I said earlier that I couldn't think of a realistic scenario where PAR fails to choose the CW. I've now thought of one:

  • 22: A>B
  • 4: A>C
  • 25: B>A
  • 49: C>AB (or C>anything including at least 3% which accept C, and at least as many C>A as C>B)

This can be thought of as a variety of center squeeze, with A as the center. (Sorry, I know that the convention is to use B as the center, but I don't want to rewrite this whole email.)

The B>A voters did not account for the second preference of the A>C voters, so, unexpectedly to them, neither B nor C is eliminated. If C had been eliminated, A would not have needed the B>A ballots to win; and if B had been, the B>A ballots would have rolled over to A. But since neither of these things happened, C wins, instead of the CW A.

In order to ensure A can beat C, the B voters would have to almost-unanimously top-rate A. But that would mean that B couldn't win if the B faction happened to outweigh the A factions.

I find this scenario plausible, but still not very likely. I think that in most cases, either B would get less than 25% preferences and be eliminated; or, if A and B are both comfortably over 25% preferred, C would get over 50% rejection and be eliminated.

I guess that a slightly more-plausible version of the scenario is:


  • 22: A>B
  • 4: A>C
  • 5: BA
  • 20: B>A
  • 49: C>AB (or C>anything including at least 3% which accept B, and at least as many C>A as C>B)

In this case, C wins, but the 5 BA voters could elect A by voting A>B.

Whoops! That's an FBC violation! Note that it's not a violation if all the voters who honestly prefer B>A can strategize as a bloc, but it is a violation for any individuals in that group if they know that the rest of the group will be using sub-optimal strategy.
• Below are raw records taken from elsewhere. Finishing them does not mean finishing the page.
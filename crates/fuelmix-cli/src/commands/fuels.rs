//! Fuels command handler for listing the reference fuel table.

use std::io;
use std::path::Path;

use anyhow::{Context, Result};

use fuelmix_cli::output::{write_fuel_table, write_json, OutputFormat};
use fuelmix_cli::terminal::ColorPalette;

use super::load_data;

/// Handle the fuels subcommand.
pub fn handle_fuels(data_dir: Option<&Path>, year: Option<u16>, format: OutputFormat) -> Result<()> {
    let data = load_data(data_dir)?;
    let stdout = io::stdout();
    let mut out = stdout.lock();
    match format {
        OutputFormat::Json => write_json(&mut out, &data.fuels_sorted()),
        OutputFormat::Text => write_fuel_table(&mut out, &data, year, &ColorPalette::from_env()),
    }
    .context("failed to write fuel table")
}
//! Regulatory reference data: fuel factors, prices and GHG-intensity targets.

mod catalog;
mod fuel;
mod loader;
mod store;
mod targets;

pub use catalog::fuels_from_csv_reader;
pub use fuel::{canonical_code, FuelProperties, PriceBounds, PriceSchedule};
pub use loader::{
    default_data_dir, from_json_tables, load_regulatory_data, resolve_data_dir,
    CO2_FACTORS_FILE, DATA_DIR_ENV, FUELS_CSV_FILE, FUEL_DENSITY_FILE, FUEL_PRICES_FILE,
    GHGI_TARGETS_FILE, WTW_FACTORS_FILE,
};
pub use store::RegulatoryData;
pub use targets::RegulatoryTargets;
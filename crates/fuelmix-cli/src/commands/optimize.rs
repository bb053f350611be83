//! Optimize command handler.

use std::io;
use std::path::Path;

use anyhow::{Context, Result};

use fuelmix_cli::output::{write_json, write_optimized, OutputFormat};
use fuelmix_cli::terminal::ColorPalette;
use fuelmix_lib::{AggregationMode, Scenario, SolverStrategy};

use super::{load_data, load_scenario};

/// Command-line settings that take precedence over a scenario's optimizer section.
#[derive(Debug, Clone, Default)]
pub struct Overrides {
    pub strategy: Option<SolverStrategy>,
    pub aggregation: Option<AggregationMode>,
    pub seed: Option<u64>,
    pub max_iterations: Option<usize>,
}

impl Overrides {
    pub fn apply(&self, scenario: &mut Scenario) {
        let config = &mut scenario.optimizer;
        if let Some(strategy) = self.strategy {
            config.strategy = strategy;
        }
        if let Some(aggregation) = self.aggregation {
            config.aggregation = aggregation;
        }
        if let Some(seed) = self.seed {
            config.seed = Some(seed);
        }
        if let Some(max_iterations) = self.max_iterations {
            config.max_iterations = max_iterations;
        }
    }
}

/// Handle the optimize subcommand.
pub fn handle_optimize(
    data_dir: Option<&Path>,
    scenario_path: &Path,
    overrides: &Overrides,
    format: OutputFormat,
) -> Result<()> {
    let data = load_data(data_dir)?;
    let mut scenario = load_scenario(scenario_path)?;
    overrides.apply(&mut scenario);

    let result = scenario
        .optimize(&data)
        .with_context(|| format!("failed to optimise {}", scenario_path.display()))?;

    let stdout = io::stdout();
    let mut out = stdout.lock();
    match format {
        OutputFormat::Json => write_json(&mut out, &result),
        OutputFormat::Text => write_optimized(&mut out, &result, &ColorPalette::from_env()),
    }
    .context("failed to write optimisation result")
}
//! Fuel blends expressed as tonnages per fuel.

use std::collections::BTreeMap;

use serde::{Deserialize, Serialize};

use crate::error::{Error, Result};
use crate::regulatory::{canonical_code, RegulatoryData};

/// Tonnage of each fuel burnt on one leg, keyed by canonical fuel code.
#[derive(Debug, Clone, Default, PartialEq, Serialize, Deserialize)]
#[serde(try_from = "BTreeMap<String, f64>", into = "BTreeMap<String, f64>")]
pub struct FuelBlend {
    tonnes: BTreeMap<String, f64>,
}

impl FuelBlend {
    pub fn new() -> Self {
        Self::default()
    }

    /// Build a blend from `(fuel, tonnes)` pairs; repeated fuels are summed.
    pub fn from_tonnages<I, S>(entries: I) -> Result<Self>
    where
        I: IntoIterator<Item = (S, f64)>,
        S: AsRef<str>,
    {
        let mut blend = Self::new();
        for (code, tonnes) in entries {
            blend.add(code.as_ref(), tonnes)?;
        }
        Ok(blend)
    }

    /// Add `tonnes` of `code` to the blend.
    pub fn add(&mut self, code: &str, tonnes: f64) -> Result<()> {
        if !tonnes.is_finite() || tonnes < 0.0 {
            return Err(Error::invalid_scenario(format!(
                "tonnage for {} must be a finite non-negative number, got {tonnes}",
                canonical_code(code)
            )));
        }
        *self.tonnes.entry(canonical_code(code)).or_insert(0.0) += tonnes;
        Ok(())
    }

    /// Tonnes of `code` in the blend (zero when absent).
    pub fn tonnes(&self, code: &str) -> f64 {
        self.tonnes.get(&canonical_code(code)).copied().unwrap_or(0.0)
    }

    pub fn iter(&self) -> impl Iterator<Item = (&str, f64)> {
        self.tonnes.iter().map(|(code, t)| (code.as_str(), *t))
    }

    pub fn len(&self) -> usize {
        self.tonnes.len()
    }

    pub fn is_empty(&self) -> bool {
        self.tonnes.is_empty()
    }

    /// Total tonnage burnt.
    pub fn total_tonnes(&self) -> f64 {
        self.tonnes.values().sum()
    }

    /// Total energy in MJ: Σ tonnes × density.
    pub fn total_energy(&self, data: &RegulatoryData) -> Result<f64> {
        let mut energy = 0.0;
        for (code, tonnes) in &self.tonnes {
            energy += tonnes * data.density(code)?;
        }
        Ok(energy)
    }

    /// Energy share of each fuel in percent; the shares sum to 100.
    pub fn energy_shares(&self, data: &RegulatoryData) -> Result<BTreeMap<String, f64>> {
        let total = self.total_energy(data)?;
        if !(total.is_finite() && total > 0.0) {
            return Err(Error::degenerate(format!(
                "blend supplies no energy (total {total} MJ)"
            )));
        }

        let mut shares = BTreeMap::new();
        for (code, tonnes) in &self.tonnes {
            shares.insert(code.clone(), tonnes * data.density(code)? / total * 100.0);
        }
        Ok(shares)
    }
}

impl TryFrom<BTreeMap<String, f64>> for FuelBlend {
    type Error = Error;

    fn try_from(value: BTreeMap<String, f64>) -> Result<Self> {
        Self::from_tonnages(value)
    }
}

impl From<FuelBlend> for BTreeMap<String, f64> {
    fn from(value: FuelBlend) -> Self {
        value.tonnes
    }
}
//! `fuelmix-cli` binary: argument parsing and subcommand dispatch.

use std::path::PathBuf;

use anyhow::Result;
use clap::{Parser, Subcommand, ValueEnum};
use tracing_subscriber::{EnvFilter, FmtSubscriber};

use fuelmix_cli::output::OutputFormat;
use fuelmix_lib::{AggregationMode, ExportFormat, SolverStrategy};

mod commands;

#[derive(Parser, Debug)]
#[command(author, version, about = "EU ETS / FuelEU Maritime fuel-mix cost model")]
struct Cli {
    /// Override the regulatory data directory.
    #[arg(long, global = true)]
    data_dir: Option<PathBuf>,

    /// Output format for results written to stdout.
    #[arg(long, value_enum, global = true, default_value_t = OutputFormat::Text)]
    format: OutputFormat,

    #[command(subcommand)]
    command: Command,
}

#[derive(Subcommand, Debug)]
enum Command {
    /// List the fuels in the regulatory data set.
    Fuels {
        /// Show prices for this compliance year instead of the generic ones.
        #[arg(long)]
        year: Option<u16>,
    },
    /// Score the blends given in a scenario file without optimising.
    Evaluate {
        /// Scenario JSON file; every fuel leg needs a `blend`.
        scenario: PathBuf,
    },
    /// Find the cheapest blend for every leg of a scenario.
    Optimize(OptimizeArgs),
    /// Optimise a scenario over a grid of years and CO2 prices.
    Sweep(SweepArgs),
}

#[derive(clap::Args, Debug)]
struct OptimizeArgs {
    /// Scenario JSON file.
    scenario: PathBuf,
    /// Search strategy (overrides the scenario's optimizer section).
    #[arg(long, value_enum)]
    strategy: Option<StrategyArg>,
    /// FuelEU aggregation across legs.
    #[arg(long, value_enum)]
    aggregation: Option<AggregationArg>,
    /// Seed for a reproducible run.
    #[arg(long)]
    seed: Option<u64>,
    /// Iteration budget.
    #[arg(long)]
    max_iterations: Option<usize>,
}

#[derive(clap::Args, Debug)]
struct SweepArgs {
    #[command(flatten)]
    optimize: OptimizeArgs,
    /// Compliance years (comma separated); defaults to 2025-2050 in steps of 5.
    #[arg(long, value_delimiter = ',')]
    years: Vec<u16>,
    /// CO2 prices in EUR/t (comma separated); defaults to 90-190 in steps of 20.
    #[arg(long = "co2-prices", value_delimiter = ',')]
    co2_prices: Vec<f64>,
    /// Write records to this file instead of stdout.
    #[arg(long, short)]
    output: Option<PathBuf>,
    /// Export format; inferred from the output extension when omitted.
    #[arg(long, value_enum)]
    export: Option<ExportArg>,
}

#[derive(Clone, Copy, Debug, ValueEnum)]
enum StrategyArg {
    #[value(alias = "de")]
    DifferentialEvolution,
    #[value(alias = "pg")]
    ProjectedGradient,
}

impl From<StrategyArg> for SolverStrategy {
    fn from(value: StrategyArg) -> Self {
        match value {
            StrategyArg::DifferentialEvolution => SolverStrategy::DifferentialEvolution,
            StrategyArg::ProjectedGradient => SolverStrategy::ProjectedGradient,
        }
    }
}

#[derive(Clone, Copy, Debug, ValueEnum)]
enum AggregationArg {
    Pooled,
    PerLeg,
}

impl From<AggregationArg> for AggregationMode {
    fn from(value: AggregationArg) -> Self {
        match value {
            AggregationArg::Pooled => AggregationMode::Pooled,
            AggregationArg::PerLeg => AggregationMode::PerLeg,
        }
    }
}

#[derive(Clone, Copy, Debug, ValueEnum)]
enum ExportArg {
    Json,
    Csv,
}

impl From<ExportArg> for ExportFormat {
    fn from(value: ExportArg) -> Self {
        match value {
            ExportArg::Json => ExportFormat::Json,
            ExportArg::Csv => ExportFormat::Csv,
        }
    }
}

impl OptimizeArgs {
    fn overrides(&self) -> commands::optimize::Overrides {
        commands::optimize::Overrides {
            strategy: self.strategy.map(Into::into),
            aggregation: self.aggregation.map(Into::into),
            seed: self.seed,
            max_iterations: self.max_iterations,
        }
    }
}

fn main() -> Result<()> {
    init_tracing();
    let cli = Cli::parse();
    let data_dir = cli.data_dir.as_deref();

    match cli.command {
        Command::Fuels { year } => commands::fuels::handle_fuels(data_dir, year, cli.format),
        Command::Evaluate { scenario } => {
            commands::evaluate::handle_evaluate(data_dir, &scenario, cli.format)
        }
        Command::Optimize(args) => commands::optimize::handle_optimize(
            data_dir,
            &args.scenario,
            &args.overrides(),
            cli.format,
        ),
        Command::Sweep(args) => {
            let request = commands::sweep::SweepRequest {
                scenario: args.optimize.scenario.clone(),
                overrides: args.optimize.overrides(),
                years: args.years,
                co2_prices: args.co2_prices,
                output: args.output,
                export: args.export.map(Into::into),
            };
            commands::sweep::handle_sweep(data_dir, &request, cli.format)
        }
    }
}

fn init_tracing() {
    let env_filter = EnvFilter::try_from_default_env().unwrap_or_else(|_| EnvFilter::new("info"));
    let subscriber = FmtSubscriber::builder()
        .with_env_filter(env_filter)
        .with_writer(std::io::stderr)
        .finish();

    let _ = tracing::subscriber::set_global_default(subscriber);
}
So in general, PAR violates FBC in a center-squeeze scenario in situations where the Condorcet loser is not majority-rejected. In a situation where the honest preferences are roughly as in the second scenario above, there are several ways that the CW could still win:

  1. The A voters largely reject B (defensive truncation)
  2. The B voters almost unanimously prefer A (defensive compromise)
  3. A few B or AB voters say A>B (defensive betrayal or truncation)
  4. The C voters almost unanimously reject B (strategically suboptimal over-truncation)
  5. A few B voters say ?>AB (defensive, um, I don't know what that is called. "Denormalization"? "Weakening"? Technically, this could be seen as restoring FBC compliance, but that's a stretch. I'd call that "semi-FBC" at best.)
  6. Combination of 1 and 4 above
  7. Combination of 3 and 5 above (although since either one requires relatively few voters, it's unlikely that both would be needed.)

In general, I still think that PAR does exceptionally well with naive ballots, because I think that cases where the problem arises, but none of the above solutions happens naturally, would be rare. But hmmm... failing FBC... I recognize that that looks bad.

Is there a way to fix this? I guess you could run PAR's step 3 as IRV-style successive eliminations. In that case, B would be eliminated first, and the votes would go to A, so C would lose. But.... I suspect it's still possible, although massively unlikely in practice, to make a pathology where the elimination would go in the wrong order, so that the resulting system fails FBC.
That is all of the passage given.